* What the task requires: I would like you to transcribe all of the data exactly.

Stored data entries

────

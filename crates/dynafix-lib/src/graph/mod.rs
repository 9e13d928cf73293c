//! Dependency graph resolution with deterministic ordering and cycle detection
//!
//! Nodes are opaque identifiers; an edge records that one node must run after
//! another. Resolution is a depth-first post-order walk: a node is emitted only
//! after all of its dependencies, dependencies are visited in the order they
//! were declared, and roots are taken in registration order. The same graph
//! therefore always resolves to the same plan.

use petgraph::algo::is_cyclic_directed;
use petgraph::graph::{DiGraph, EdgeIndex, NodeIndex};
use petgraph::visit::EdgeRef;
use std::collections::{HashMap, HashSet};
use std::fmt;
use std::hash::Hash;
use thiserror::Error;
use tracing::{debug, trace};

use crate::primitives::FixtureKey;

/// Errors that can occur while building or resolving a graph
#[derive(Debug, Clone, PartialEq, Eq, Error)]
pub enum GraphError {
    #[error("Node not found: {node}")]
    UnknownNode { node: String },

    #[error("Circular dependency detected: {node} > {dependency}")]
    CircularDependency { node: String, dependency: String },
}

/// Directed dependency graph over node identifiers of type `N`
pub struct DependencyGraph<N = FixtureKey> {
    /// Edges point from a node to the node it depends on
    graph: DiGraph<N, ()>,
    node_map: HashMap<N, NodeIndex>,
}

/// One level of the explicit depth-first stack
struct Frame {
    node: NodeIndex,
    dependencies: Vec<NodeIndex>,
    cursor: usize,
}

impl<N> DependencyGraph<N>
where
    N: Clone + Eq + Hash + fmt::Display,
{
    /// Create a new empty dependency graph
    pub fn new() -> Self {
        Self {
            graph: DiGraph::new(),
            node_map: HashMap::new(),
        }
    }

    /// Register a node (idempotent - keeps the position of the first registration)
    pub fn add_node(&mut self, node: N) -> NodeIndex {
        if let Some(&idx) = self.node_map.get(&node) {
            trace!("Node already registered: {}", node);
            return idx;
        }

        let idx = self.graph.add_node(node.clone());
        self.node_map.insert(node, idx);
        idx
    }

    /// Record that `node` depends on `dependency`
    ///
    /// Both ends must already be registered. Dependencies of a node are
    /// resolved in the order they are added here.
    pub fn add_dependency(&mut self, node: &N, dependency: &N) -> Result<(), GraphError> {
        let node_idx = self.index_of(node)?;
        let dependency_idx = self.index_of(dependency)?;

        self.graph.add_edge(node_idx, dependency_idx, ());
        Ok(())
    }

    /// Resolve the whole graph, taking every node as a root in registration order
    pub fn resolve(&self) -> Result<Vec<N>, GraphError> {
        let mut resolution = Resolution::default();
        for root in self.graph.node_indices() {
            self.resolve_from(root, &mut resolution)?;
        }

        debug!("Resolved {} nodes", resolution.order.len());
        Ok(self.collect_nodes(resolution))
    }

    /// Resolve a single node together with everything it depends on
    pub fn resolve_node(&self, node: &N) -> Result<Vec<N>, GraphError> {
        let root = self.index_of(node)?;
        let mut resolution = Resolution::default();
        self.resolve_from(root, &mut resolution)?;
        Ok(self.collect_nodes(resolution))
    }

    /// Resolve the given nodes plus their transitive dependencies
    ///
    /// Requested nodes are processed in the given order; each one only adds
    /// what earlier requests did not already pull in.
    pub fn resolve_subset(&self, nodes: &[N]) -> Result<Vec<N>, GraphError> {
        if nodes.is_empty() {
            return Ok(Vec::new());
        }

        let mut resolution = Resolution::default();
        for node in nodes {
            let root = self.index_of(node)?;
            self.resolve_from(root, &mut resolution)?;
        }

        debug!(
            requested = nodes.len(),
            resolved = resolution.order.len(),
            "Resolved node subset"
        );
        Ok(self.collect_nodes(resolution))
    }

    /// Depth-first post-order walk from `root`, appending into `resolution`
    fn resolve_from(&self, root: NodeIndex, resolution: &mut Resolution) -> Result<(), GraphError> {
        if resolution.done.contains(&root) {
            return Ok(());
        }

        // Nodes on the current path; meeting one again closes a cycle.
        let mut seen: HashSet<NodeIndex> = HashSet::from([root]);
        let mut stack = vec![Frame {
            node: root,
            dependencies: self.dependency_indices(root),
            cursor: 0,
        }];

        while let Some(frame) = stack.last_mut() {
            let node = frame.node;
            let next = frame.dependencies.get(frame.cursor).copied();
            frame.cursor += 1;

            match next {
                Some(dependency) => {
                    if resolution.done.contains(&dependency) {
                        continue;
                    }
                    if seen.contains(&dependency) {
                        return Err(GraphError::CircularDependency {
                            node: self.graph[node].to_string(),
                            dependency: self.graph[dependency].to_string(),
                        });
                    }

                    seen.insert(dependency);
                    stack.push(Frame {
                        node: dependency,
                        dependencies: self.dependency_indices(dependency),
                        cursor: 0,
                    });
                }
                None => {
                    stack.pop();
                    seen.remove(&node);
                    resolution.done.insert(node);
                    resolution.order.push(node);
                }
            }
        }

        Ok(())
    }

    /// Direct dependencies of a node in declaration order
    fn dependency_indices(&self, node: NodeIndex) -> Vec<NodeIndex> {
        let mut edges: Vec<(EdgeIndex, NodeIndex)> = self
            .graph
            .edges(node)
            .map(|edge| (edge.id(), edge.target()))
            .collect();
        // petgraph lists outgoing edges newest first; edge indices follow insertion.
        edges.sort_by_key(|(id, _)| *id);
        edges.into_iter().map(|(_, target)| target).collect()
    }

    fn index_of(&self, node: &N) -> Result<NodeIndex, GraphError> {
        self.node_map
            .get(node)
            .copied()
            .ok_or_else(|| GraphError::UnknownNode {
                node: node.to_string(),
            })
    }

    fn collect_nodes(&self, resolution: Resolution) -> Vec<N> {
        resolution
            .order
            .into_iter()
            .map(|idx| self.graph[idx].clone())
            .collect()
    }

    /// Direct dependencies of `node` in declaration order
    pub fn dependencies(&self, node: &N) -> Option<Vec<&N>> {
        let idx = self.node_map.get(node)?;
        Some(
            self.dependency_indices(*idx)
                .into_iter()
                .map(|dep| &self.graph[dep])
                .collect(),
        )
    }

    /// Check if the graph contains cycles anywhere
    pub fn has_cycles(&self) -> bool {
        is_cyclic_directed(&self.graph)
    }

    /// Check if a node is registered
    pub fn contains(&self, node: &N) -> bool {
        self.node_map.contains_key(node)
    }

    /// Get the number of nodes in the graph
    pub fn node_count(&self) -> usize {
        self.graph.node_count()
    }

    /// Get the number of edges in the graph
    pub fn edge_count(&self) -> usize {
        self.graph.edge_count()
    }

    /// Iterate over all nodes in registration order
    pub fn nodes(&self) -> impl Iterator<Item = &N> {
        self.graph.node_weights()
    }
}

impl<N> Default for DependencyGraph<N>
where
    N: Clone + Eq + Hash + fmt::Display,
{
    fn default() -> Self {
        Self::new()
    }
}

/// Accumulated output of one resolution request
#[derive(Default)]
struct Resolution {
    order: Vec<NodeIndex>,
    done: HashSet<NodeIndex>,
}

#[cfg(test)]
mod tests {
    include!("mod.test.rs");
}

#[cfg(test)]
mod cycle_tests {
    include!("cycle_detection.test.rs");
}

────

* Result for this task:
filename crates/dynafix-lib/src/graph/mod.rs
repository 9e13d928cf73293c
//! Dependency graph resolution with deterministic ordering and cycle detection
//!
//! Nodes are opaque identifiers; an edge records that one node must run after
//! another. Resolution is a depth-first post-order walk: a node is emitted only
//! after all of its dependencies, dependencies are visited in the order they
//! were declared, and roots are taken in registration order. The same graph
//! therefore always resolves to the same plan.

use petgraph::algo::is_cyclic_directed;
use petgraph::graph::{DiGraph, EdgeIndex, NodeIndex};
use petgraph::visit::EdgeRef;
use std::collections::{HashMap, HashSet};
use std::fmt;
use std::hash::Hash;
use thiserror::Error;
use tracing::{debug, trace};

use crate::primitives::FixtureKey;

/// Errors that can occur while building or resolving a graph
#[derive(Debug, Clone, PartialEq, Eq, Error)]
pub enum GraphError {
    #[error("Node not found: {node}")]
    UnknownNode { node: String },

    #[error("Circular dependency detected: {node} > {dependency}")]
    CircularDependency { node: String, dependency: String },
}

/// Directed dependency graph over node identifiers of type `N`
pub struct DependencyGraph<N = FixtureKey> {
    /// Edges point from a node to the node it depends on
    graph: DiGraph<N, ()>,
    node_map: HashMap<N, NodeIndex>,
}

/// One level of the explicit depth-first stack
struct Frame {
    node: NodeIndex,
    dependencies: Vec<NodeIndex>,
    cursor: usize,
}

impl<N> DependencyGraph<N>
where
    N: Clone + Eq + Hash + fmt::Display,
{
    /// Create a new empty dependency graph
    pub fn new() -> Self {
        Self {
            graph: DiGraph::new(),
            node_map: HashMap::new(),
        }
    }

    /// Register a node (idempotent - keeps the position of the first registration)
    pub fn add_node(&mut self, node: N) -> NodeIndex {
        if let Some(&idx) = self.node_map.get(&node) {
            trace!("Node already registered: {}", node);
            return idx;
        }

        let idx = self.graph.add_node(node.clone());
        self.node_map.insert(node, idx);
        idx
    }

    /// Record that `node` depends on `dependency`
    ///
    /// Both ends must already be registered. Dependencies of a node are
    /// resolved in the order they are added here.
    pub fn add_dependency(&mut self, node: &N, dependency: &N) -> Result<(), GraphError> {
        let node_idx = self.index_of(node)?;
        let dependency_idx = self.index_of(dependency)?;

        self.graph.add_edge(node_idx, dependency_idx, ());
        Ok(())
    }

    /// Resolve the whole graph, taking every node as a root in registration order
    pub fn resolve(&self) -> Result<Vec<N>, GraphError> {
        let mut resolution = Resolution::default();
        for root in self.graph.node_indices() {
            self.resolve_from(root, &mut resolution)?;
        }

        debug!("Resolved {} nodes", resolution.order.len());
        Ok(self.collect_nodes(resolution))
    }

    /// Resolve a single node together with everything it depends on
    pub fn resolve_node(&self, node: &N) -> Result<Vec<N>, GraphError> {
        let root = self.index_of(node)?;
        let mut resolution = Resolution::default();
        self.resolve_from(root, &mut resolution)?;
        Ok(self.collect_nodes(resolution))
    }

    /// Resolve the given nodes plus their transitive dependencies
    ///
    /// Requested nodes are processed in the given order; each one only adds
    /// what earlier requests did not already pull in.
    pub fn resolve_subset(&self, nodes: &[N]) -> Result<Vec<N>, GraphError> {
        if nodes.is_empty() {
            return Ok(Vec::new());
        }

        let mut resolution = Resolution::default();
        for node in nodes {
            let root = self.index_of(node)?;
            self.resolve_from(root, &mut resolution)?;
        }

        debug!(
            requested = nodes.len(),
            resolved = resolution.order.len(),
            "Resolved node subset"
        );
        Ok(self.collect_nodes(resolution))
    }

    /// Depth-first post-order walk from `root`, appending into `resolution`
    fn resolve_from(&self, root: NodeIndex, resolution: &mut Resolution) -> Result<(), GraphError> {
        if resolution.done.contains(&root) {
            return Ok(());
        }

        // Nodes on the current path; meeting one again closes a cycle.
        let mut seen: HashSet<NodeIndex> = HashSet::from([root]);
        let mut stack = vec![Frame {
            node: root,
            dependencies: self.dependency_indices(root),
            cursor: 0,
        }];

        while let Some(frame) = stack.last_mut() {
            let node = frame.node;
            let next = frame.dependencies.get(frame.cursor).copied();
            frame.cursor += 1;

            match next {
                Some(dependency) => {
                    if resolution.done.contains(&dependency) {
                        continue;
                    }
                    if seen.contains(&dependency) {
                        return Err(GraphError::CircularDependency {
                            node: self.graph[node].to_string(),
                            dependency: self.graph[dependency].to_string(),
                        });
                    }

                    seen.insert(dependency);
                    stack.push(Frame {
                        node: dependency,
                        dependencies: self.dependency_indices(dependency),
                        cursor: 0,
                    });
                }
                None => {
                    stack.pop();
                    seen.remove(&node);
                    resolution.done.insert(node);
                    resolution.order.push(node);
                }
            }
        }

        Ok(())
    }

    /// Direct dependencies of a node in declaration order
    fn dependency_indices(&self, node: NodeIndex) -> Vec<NodeIndex> {
        let mut edges: Vec<(EdgeIndex, NodeIndex)> = self
            .graph
            .edges(node)
            .map(|edge| (edge.id(), edge.target()))
            .collect();
        // petgraph lists outgoing edges newest first; edge indices follow insertion.
        edges.sort_by_key(|(id, _)| *id);
        edges.into_iter().map(|(_, target)| target).collect()
    }

    fn index_of(&self, node: &N) -> Result<NodeIndex, GraphError> {
        self.node_map
            .get(node)
            .copied()
            .ok_or_else(|| GraphError::UnknownNode {
                node: node.to_string(),
            })
    }

    fn collect_nodes(&self, resolution: Resolution) -> Vec<N> {
        resolution
            .order
            .into_iter()
            .map(|idx| self.graph[idx].clone())
            .collect()
    }

    /// Direct dependencies of `node` in declaration order
    pub fn dependencies(&self, node: &N) -> Option<Vec<&N>> {
        let idx = self.node_map.get(node)?;
        Some(
            self.dependency_indices(*idx)
                .into_iter()
                .map(|dep| &self.graph[dep])
                .collect(),
        )
    }

    /// Check if the graph contains cycles anywhere
    pub fn has_cycles(&self) -> bool {
        is_cyclic_directed(&self.graph)
    }

    /// Check if a node is registered
    pub fn contains(&self, node: &N) -> bool {
        self.node_map.contains_key(node)
    }

    /// Get the number of nodes in the graph
    pub fn node_count(&self) -> usize {
        self.graph.node_count()
    }

    /// Get the number of edges in the graph
    pub fn edge_count(&self) -> usize {
        self.graph.edge_count()
    }

    /// Iterate over all nodes in registration order
    pub fn nodes(&self) -> impl Iterator<Item = &N> {
        self.graph.node_weights()
    }
}

impl<N> Default for DependencyGraph<N>
where
    N: Clone + Eq + Hash + fmt::Display,
{
    fn default() -> Self {
        Self::new()
    }
}

/// Accumulated output of one resolution request
#[derive(Default)]
struct Resolution {
    order: Vec<NodeIndex>,
    done: HashSet<NodeIndex>,
}

#[cfg(test)]
mod tests {
    include!("mod.test.rs");
}

#[cfg(test)]
mod cycle_tests {
    include!("cycle_detection.test.rs");
}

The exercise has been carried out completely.